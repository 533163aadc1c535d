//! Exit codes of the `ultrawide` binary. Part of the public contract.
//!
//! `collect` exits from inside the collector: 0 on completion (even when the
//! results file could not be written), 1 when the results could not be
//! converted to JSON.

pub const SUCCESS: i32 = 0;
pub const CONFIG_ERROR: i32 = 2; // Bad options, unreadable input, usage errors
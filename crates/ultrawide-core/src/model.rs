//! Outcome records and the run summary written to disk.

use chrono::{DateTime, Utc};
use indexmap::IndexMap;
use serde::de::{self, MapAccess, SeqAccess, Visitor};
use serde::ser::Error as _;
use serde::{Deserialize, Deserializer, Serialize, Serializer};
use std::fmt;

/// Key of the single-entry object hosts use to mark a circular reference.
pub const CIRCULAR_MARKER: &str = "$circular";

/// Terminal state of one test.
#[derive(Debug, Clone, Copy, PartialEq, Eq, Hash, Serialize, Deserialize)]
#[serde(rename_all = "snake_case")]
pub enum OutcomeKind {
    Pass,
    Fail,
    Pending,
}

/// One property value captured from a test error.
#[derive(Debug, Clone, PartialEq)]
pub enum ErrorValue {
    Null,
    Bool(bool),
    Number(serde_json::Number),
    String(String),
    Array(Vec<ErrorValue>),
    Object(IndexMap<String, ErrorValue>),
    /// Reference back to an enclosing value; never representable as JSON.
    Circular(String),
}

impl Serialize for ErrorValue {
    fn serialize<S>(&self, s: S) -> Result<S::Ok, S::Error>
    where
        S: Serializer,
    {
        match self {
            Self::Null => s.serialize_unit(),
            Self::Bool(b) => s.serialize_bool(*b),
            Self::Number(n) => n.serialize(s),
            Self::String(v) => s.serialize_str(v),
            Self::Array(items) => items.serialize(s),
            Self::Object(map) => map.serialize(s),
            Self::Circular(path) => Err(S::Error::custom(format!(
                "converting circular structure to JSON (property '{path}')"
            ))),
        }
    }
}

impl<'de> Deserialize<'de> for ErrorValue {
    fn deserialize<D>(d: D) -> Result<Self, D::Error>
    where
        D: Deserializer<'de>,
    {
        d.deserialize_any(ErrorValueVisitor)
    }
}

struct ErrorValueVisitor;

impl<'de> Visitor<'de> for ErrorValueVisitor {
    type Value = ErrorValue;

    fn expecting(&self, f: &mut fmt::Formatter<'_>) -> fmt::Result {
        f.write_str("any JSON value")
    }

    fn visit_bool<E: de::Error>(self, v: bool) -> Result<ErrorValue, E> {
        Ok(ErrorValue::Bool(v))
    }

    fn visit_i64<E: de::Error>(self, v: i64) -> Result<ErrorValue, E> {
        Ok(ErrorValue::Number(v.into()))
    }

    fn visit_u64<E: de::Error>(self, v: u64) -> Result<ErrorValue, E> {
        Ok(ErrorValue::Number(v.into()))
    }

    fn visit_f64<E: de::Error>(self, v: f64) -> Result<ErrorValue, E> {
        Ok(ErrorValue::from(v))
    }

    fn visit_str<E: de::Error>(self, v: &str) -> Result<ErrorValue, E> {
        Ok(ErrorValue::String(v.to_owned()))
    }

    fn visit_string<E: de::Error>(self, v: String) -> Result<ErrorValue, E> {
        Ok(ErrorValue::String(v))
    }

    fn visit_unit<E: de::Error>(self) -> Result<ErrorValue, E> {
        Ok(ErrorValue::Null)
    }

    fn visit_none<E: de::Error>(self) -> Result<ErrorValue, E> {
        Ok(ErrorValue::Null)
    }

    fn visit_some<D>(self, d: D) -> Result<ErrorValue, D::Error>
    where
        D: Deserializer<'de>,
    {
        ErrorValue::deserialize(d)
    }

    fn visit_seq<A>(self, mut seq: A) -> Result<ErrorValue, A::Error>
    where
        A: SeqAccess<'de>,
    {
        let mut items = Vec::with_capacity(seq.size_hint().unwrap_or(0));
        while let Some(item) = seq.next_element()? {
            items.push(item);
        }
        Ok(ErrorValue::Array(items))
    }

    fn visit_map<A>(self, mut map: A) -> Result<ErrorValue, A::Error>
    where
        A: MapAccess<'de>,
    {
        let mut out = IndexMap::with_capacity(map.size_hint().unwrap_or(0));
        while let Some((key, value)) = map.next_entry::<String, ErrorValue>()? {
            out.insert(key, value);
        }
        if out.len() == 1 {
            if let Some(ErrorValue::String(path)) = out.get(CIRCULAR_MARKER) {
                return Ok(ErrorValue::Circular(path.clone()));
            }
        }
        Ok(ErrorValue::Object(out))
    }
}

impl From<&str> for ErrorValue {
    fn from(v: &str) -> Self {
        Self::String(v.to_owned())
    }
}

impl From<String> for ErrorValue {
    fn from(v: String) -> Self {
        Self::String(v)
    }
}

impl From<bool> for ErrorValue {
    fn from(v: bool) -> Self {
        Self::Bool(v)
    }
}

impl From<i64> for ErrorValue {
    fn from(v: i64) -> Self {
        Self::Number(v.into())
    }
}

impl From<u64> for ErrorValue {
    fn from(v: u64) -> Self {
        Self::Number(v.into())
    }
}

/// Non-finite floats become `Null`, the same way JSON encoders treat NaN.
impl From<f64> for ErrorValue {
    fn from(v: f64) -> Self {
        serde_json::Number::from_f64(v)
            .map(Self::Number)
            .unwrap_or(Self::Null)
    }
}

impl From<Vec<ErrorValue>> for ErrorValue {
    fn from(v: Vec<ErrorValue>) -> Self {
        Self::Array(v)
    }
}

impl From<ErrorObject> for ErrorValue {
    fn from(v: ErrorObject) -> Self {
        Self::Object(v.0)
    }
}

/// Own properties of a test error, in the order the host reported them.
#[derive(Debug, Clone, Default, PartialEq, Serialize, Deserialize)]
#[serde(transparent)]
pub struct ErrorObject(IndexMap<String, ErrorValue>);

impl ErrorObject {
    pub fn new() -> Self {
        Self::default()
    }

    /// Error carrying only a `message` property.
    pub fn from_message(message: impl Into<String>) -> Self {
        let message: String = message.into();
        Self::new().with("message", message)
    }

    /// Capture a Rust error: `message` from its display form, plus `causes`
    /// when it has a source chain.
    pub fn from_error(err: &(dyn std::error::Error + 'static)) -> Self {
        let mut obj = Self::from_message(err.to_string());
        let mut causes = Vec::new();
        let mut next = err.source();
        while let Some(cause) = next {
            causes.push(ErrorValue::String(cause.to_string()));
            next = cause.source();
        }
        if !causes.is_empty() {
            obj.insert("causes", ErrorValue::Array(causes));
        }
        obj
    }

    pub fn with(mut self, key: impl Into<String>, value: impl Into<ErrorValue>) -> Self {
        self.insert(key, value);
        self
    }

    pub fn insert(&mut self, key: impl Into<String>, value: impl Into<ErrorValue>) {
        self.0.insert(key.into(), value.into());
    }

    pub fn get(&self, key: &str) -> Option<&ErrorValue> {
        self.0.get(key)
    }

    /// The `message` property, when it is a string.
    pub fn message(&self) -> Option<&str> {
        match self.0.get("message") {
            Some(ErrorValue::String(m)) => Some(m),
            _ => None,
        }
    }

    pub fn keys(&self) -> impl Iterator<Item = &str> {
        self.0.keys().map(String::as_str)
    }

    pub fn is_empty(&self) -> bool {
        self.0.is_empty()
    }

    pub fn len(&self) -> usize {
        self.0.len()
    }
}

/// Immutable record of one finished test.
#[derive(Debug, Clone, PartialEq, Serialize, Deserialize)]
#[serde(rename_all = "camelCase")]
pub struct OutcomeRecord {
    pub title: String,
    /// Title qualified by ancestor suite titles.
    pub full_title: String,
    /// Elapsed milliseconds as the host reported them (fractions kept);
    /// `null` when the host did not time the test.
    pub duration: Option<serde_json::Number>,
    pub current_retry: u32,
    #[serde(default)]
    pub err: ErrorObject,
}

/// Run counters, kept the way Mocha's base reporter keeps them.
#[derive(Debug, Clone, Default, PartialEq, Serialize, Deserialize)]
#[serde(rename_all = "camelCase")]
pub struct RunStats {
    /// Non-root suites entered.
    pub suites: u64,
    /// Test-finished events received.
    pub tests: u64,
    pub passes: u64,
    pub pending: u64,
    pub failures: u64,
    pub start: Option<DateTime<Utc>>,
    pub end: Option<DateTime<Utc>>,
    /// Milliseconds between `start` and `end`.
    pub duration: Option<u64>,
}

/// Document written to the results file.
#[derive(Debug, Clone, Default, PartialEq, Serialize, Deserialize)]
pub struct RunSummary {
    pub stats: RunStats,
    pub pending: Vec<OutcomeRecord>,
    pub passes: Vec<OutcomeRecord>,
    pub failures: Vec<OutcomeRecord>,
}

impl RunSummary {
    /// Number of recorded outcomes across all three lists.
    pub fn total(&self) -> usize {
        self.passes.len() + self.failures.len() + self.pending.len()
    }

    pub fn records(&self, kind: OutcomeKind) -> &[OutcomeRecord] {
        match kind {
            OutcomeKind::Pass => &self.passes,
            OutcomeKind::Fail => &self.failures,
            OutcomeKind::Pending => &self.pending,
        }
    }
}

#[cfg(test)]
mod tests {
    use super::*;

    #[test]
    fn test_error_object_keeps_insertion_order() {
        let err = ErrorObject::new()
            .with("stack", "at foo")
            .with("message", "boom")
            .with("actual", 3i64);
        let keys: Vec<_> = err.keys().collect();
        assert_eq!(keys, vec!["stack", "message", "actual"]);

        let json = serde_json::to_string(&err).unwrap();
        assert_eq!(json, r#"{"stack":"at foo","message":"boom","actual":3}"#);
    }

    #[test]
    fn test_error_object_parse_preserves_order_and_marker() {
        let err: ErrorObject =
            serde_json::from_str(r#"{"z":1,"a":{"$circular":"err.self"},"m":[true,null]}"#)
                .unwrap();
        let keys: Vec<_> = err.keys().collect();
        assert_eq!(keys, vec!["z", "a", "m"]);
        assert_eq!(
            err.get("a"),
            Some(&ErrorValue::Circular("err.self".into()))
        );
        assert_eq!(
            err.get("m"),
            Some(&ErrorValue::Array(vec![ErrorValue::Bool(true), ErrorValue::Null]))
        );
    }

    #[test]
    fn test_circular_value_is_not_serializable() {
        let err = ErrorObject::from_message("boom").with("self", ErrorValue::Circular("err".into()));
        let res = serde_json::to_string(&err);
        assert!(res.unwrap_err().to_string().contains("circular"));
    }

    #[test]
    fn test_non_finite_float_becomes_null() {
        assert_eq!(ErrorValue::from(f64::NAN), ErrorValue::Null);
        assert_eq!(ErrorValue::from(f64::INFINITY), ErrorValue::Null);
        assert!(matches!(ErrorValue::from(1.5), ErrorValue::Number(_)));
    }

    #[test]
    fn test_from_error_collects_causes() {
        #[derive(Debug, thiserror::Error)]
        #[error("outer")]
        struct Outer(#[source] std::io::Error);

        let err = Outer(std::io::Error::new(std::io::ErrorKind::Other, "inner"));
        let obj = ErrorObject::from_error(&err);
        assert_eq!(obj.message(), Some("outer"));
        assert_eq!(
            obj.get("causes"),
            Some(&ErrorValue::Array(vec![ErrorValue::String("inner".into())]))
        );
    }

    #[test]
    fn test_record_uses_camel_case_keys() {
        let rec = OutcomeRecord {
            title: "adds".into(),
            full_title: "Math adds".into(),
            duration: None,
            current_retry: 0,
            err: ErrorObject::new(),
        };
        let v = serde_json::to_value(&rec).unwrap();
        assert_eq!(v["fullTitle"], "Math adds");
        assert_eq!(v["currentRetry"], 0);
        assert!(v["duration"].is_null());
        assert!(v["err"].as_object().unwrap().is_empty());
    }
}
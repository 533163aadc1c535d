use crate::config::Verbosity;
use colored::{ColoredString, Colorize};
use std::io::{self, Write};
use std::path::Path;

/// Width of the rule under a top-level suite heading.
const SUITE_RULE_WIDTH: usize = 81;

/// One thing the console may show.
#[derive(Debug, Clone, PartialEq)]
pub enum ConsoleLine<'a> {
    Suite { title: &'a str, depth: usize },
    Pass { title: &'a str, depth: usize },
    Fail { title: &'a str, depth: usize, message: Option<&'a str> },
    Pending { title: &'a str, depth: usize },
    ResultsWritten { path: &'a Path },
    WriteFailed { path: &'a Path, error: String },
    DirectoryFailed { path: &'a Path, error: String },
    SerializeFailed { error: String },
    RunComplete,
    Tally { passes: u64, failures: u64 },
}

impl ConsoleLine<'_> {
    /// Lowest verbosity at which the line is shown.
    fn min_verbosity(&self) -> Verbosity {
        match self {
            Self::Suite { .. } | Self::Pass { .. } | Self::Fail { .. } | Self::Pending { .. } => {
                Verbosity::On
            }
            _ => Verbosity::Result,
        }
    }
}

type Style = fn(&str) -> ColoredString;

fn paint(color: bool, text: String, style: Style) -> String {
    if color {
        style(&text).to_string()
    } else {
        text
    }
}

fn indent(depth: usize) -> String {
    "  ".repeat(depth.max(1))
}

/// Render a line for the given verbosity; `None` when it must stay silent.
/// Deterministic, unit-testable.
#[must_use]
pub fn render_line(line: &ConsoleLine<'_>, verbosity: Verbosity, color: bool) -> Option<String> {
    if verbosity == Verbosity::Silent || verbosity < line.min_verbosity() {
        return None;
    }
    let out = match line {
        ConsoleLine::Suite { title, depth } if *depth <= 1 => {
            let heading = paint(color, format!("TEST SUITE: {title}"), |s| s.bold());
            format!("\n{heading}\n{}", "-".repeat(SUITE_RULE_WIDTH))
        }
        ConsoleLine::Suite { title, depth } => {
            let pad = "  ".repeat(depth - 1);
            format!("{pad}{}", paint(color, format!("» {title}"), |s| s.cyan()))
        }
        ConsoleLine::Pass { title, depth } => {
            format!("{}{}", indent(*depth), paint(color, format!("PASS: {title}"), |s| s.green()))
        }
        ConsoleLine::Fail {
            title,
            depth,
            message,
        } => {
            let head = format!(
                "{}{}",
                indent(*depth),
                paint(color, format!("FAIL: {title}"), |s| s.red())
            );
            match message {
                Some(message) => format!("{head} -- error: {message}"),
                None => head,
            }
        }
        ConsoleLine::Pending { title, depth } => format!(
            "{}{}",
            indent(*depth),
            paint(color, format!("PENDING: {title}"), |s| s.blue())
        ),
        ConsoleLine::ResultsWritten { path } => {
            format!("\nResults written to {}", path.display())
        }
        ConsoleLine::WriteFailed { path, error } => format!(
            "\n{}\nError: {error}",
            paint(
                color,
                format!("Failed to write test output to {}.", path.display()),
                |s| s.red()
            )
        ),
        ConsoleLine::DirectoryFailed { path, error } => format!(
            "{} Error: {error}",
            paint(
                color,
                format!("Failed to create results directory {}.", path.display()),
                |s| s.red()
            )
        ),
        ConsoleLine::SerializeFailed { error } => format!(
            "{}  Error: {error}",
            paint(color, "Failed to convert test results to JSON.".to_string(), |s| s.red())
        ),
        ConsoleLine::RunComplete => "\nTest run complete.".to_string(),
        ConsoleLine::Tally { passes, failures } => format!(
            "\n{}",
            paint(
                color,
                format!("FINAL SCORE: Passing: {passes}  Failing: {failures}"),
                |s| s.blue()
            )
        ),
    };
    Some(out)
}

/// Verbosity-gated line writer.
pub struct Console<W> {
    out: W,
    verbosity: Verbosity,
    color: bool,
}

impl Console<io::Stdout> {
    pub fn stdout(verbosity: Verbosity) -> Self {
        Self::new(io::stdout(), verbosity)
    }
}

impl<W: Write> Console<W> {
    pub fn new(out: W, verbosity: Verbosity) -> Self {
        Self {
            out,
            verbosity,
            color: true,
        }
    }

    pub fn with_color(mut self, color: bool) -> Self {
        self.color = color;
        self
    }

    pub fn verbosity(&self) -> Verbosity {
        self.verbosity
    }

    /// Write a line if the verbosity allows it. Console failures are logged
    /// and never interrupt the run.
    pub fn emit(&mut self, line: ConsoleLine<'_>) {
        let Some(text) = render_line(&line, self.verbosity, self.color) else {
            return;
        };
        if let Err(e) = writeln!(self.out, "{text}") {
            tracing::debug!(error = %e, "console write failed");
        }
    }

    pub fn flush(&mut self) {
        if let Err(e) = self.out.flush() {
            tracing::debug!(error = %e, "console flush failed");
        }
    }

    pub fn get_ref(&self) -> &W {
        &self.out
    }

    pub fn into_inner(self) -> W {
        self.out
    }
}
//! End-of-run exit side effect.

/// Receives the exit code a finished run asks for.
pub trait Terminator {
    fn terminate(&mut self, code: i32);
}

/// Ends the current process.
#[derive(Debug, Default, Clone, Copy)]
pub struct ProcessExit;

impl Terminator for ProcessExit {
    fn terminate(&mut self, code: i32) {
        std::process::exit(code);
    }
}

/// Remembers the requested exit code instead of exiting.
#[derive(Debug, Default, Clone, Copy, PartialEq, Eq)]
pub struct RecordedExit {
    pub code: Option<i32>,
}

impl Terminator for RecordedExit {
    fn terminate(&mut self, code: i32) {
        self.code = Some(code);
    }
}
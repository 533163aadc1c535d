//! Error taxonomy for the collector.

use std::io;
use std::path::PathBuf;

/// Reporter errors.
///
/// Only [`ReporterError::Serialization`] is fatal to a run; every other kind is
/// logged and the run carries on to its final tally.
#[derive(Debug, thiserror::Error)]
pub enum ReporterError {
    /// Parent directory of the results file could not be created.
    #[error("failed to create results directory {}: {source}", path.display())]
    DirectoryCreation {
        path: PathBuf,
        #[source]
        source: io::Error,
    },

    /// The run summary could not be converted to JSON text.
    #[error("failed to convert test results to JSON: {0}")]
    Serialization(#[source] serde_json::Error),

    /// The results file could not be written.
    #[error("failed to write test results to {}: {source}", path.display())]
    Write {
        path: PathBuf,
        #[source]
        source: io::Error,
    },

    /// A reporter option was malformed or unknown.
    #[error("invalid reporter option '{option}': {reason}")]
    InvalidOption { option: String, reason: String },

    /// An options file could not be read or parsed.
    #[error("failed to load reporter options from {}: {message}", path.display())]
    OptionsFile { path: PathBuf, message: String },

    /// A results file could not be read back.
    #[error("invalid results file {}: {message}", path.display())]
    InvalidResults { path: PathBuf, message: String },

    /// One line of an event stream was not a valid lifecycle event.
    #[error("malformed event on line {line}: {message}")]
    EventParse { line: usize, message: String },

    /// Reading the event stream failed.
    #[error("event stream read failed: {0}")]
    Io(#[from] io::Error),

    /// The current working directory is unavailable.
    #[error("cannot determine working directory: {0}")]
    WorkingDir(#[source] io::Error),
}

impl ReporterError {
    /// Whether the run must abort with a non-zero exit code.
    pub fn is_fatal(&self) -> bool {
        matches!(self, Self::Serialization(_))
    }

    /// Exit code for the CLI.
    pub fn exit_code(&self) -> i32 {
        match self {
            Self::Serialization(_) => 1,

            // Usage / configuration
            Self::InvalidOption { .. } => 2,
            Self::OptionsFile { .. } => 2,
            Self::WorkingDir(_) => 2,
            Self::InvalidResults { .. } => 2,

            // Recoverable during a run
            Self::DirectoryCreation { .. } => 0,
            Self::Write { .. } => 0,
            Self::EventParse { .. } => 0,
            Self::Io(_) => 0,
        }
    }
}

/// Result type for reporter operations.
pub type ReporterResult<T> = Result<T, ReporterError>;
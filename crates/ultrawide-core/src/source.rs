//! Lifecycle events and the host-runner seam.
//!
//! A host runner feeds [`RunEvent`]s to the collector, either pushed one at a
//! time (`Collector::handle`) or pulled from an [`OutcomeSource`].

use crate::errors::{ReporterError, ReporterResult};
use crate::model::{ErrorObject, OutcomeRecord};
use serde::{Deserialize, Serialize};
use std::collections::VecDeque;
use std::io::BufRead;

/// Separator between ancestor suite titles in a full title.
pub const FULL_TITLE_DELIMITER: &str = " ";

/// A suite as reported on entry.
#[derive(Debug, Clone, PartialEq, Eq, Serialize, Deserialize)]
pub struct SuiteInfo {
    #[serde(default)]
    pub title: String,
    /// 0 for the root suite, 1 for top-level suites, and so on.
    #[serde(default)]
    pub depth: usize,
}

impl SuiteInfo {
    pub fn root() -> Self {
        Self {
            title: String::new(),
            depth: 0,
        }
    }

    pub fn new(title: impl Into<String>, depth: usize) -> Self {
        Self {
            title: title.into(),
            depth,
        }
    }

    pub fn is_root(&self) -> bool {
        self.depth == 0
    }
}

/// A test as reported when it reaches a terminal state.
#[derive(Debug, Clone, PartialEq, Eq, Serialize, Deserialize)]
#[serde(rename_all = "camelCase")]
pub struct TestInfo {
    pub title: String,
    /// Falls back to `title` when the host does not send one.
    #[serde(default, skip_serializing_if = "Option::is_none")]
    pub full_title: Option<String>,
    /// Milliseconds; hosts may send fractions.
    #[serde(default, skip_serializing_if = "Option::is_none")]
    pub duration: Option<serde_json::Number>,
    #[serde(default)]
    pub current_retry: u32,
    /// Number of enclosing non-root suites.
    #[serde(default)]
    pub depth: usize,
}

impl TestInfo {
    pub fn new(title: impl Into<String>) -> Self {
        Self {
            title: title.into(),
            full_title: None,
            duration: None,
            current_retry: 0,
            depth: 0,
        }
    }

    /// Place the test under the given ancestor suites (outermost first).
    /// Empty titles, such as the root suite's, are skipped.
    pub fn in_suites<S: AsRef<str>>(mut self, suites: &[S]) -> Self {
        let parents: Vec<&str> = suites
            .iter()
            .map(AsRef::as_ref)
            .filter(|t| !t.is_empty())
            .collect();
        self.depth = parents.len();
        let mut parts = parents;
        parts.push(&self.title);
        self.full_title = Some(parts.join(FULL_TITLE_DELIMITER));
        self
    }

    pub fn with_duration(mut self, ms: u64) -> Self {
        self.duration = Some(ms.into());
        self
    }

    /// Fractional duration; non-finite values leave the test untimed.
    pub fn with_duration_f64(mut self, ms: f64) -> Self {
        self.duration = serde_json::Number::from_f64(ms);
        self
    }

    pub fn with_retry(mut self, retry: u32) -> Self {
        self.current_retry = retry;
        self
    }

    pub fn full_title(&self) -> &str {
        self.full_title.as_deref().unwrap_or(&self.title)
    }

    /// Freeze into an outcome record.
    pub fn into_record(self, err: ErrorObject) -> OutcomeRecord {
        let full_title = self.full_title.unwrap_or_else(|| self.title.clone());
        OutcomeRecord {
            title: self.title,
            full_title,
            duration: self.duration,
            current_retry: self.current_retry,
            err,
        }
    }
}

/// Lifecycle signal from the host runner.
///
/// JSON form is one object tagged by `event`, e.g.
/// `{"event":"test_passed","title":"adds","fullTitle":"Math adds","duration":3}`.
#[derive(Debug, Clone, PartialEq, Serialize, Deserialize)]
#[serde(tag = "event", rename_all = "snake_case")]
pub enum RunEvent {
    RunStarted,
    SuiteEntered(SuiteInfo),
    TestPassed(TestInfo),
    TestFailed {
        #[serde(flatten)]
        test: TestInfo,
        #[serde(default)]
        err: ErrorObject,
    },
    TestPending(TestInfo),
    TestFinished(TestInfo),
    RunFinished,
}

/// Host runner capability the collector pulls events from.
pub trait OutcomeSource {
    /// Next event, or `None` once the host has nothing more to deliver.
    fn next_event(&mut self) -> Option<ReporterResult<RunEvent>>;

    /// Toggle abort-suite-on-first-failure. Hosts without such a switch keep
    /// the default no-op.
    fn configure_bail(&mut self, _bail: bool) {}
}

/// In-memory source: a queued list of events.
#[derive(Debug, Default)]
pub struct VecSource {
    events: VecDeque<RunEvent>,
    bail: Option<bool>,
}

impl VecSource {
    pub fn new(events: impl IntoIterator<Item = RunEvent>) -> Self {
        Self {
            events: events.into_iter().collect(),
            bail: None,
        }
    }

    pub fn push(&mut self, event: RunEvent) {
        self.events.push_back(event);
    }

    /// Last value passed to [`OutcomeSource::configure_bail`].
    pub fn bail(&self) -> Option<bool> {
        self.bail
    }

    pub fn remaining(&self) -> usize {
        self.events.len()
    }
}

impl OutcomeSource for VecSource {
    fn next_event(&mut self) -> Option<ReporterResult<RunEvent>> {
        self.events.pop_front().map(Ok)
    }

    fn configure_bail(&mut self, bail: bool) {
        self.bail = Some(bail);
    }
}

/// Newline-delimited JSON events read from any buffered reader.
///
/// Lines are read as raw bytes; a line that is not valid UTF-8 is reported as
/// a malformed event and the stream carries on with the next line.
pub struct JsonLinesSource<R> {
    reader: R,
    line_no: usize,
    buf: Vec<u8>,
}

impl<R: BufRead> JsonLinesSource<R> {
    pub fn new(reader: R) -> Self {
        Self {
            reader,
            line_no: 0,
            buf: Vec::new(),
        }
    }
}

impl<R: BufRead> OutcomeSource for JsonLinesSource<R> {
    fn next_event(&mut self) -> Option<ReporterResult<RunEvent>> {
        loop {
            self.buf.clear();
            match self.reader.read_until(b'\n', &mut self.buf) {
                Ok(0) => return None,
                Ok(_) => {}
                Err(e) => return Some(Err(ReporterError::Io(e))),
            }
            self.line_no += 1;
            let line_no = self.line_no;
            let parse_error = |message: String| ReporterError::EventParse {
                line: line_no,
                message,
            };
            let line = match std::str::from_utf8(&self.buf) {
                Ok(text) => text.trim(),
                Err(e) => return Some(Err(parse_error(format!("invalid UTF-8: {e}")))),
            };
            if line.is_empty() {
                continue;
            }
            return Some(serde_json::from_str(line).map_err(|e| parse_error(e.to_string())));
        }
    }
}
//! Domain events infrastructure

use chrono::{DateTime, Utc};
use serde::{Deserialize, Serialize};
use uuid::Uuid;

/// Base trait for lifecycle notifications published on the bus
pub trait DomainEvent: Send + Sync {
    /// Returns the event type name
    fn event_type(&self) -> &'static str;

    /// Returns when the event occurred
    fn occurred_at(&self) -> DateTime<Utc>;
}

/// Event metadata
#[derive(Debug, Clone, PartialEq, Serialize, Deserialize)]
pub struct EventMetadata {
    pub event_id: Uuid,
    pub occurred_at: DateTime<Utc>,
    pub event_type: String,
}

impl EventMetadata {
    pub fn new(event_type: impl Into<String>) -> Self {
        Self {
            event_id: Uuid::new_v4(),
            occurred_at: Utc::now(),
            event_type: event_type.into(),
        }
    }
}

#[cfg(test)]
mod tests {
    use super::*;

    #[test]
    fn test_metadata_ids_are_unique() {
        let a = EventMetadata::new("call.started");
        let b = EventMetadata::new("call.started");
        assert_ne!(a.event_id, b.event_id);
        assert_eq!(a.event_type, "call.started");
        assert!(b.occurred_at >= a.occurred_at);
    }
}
■ ■ ■ ■
_Work to be completed_
Show every line in the records above that contains the word "under".

_Task result_
/// Width of the rule under a top-level suite heading.
    /// Place the test under the given ancestor suites (outermost first).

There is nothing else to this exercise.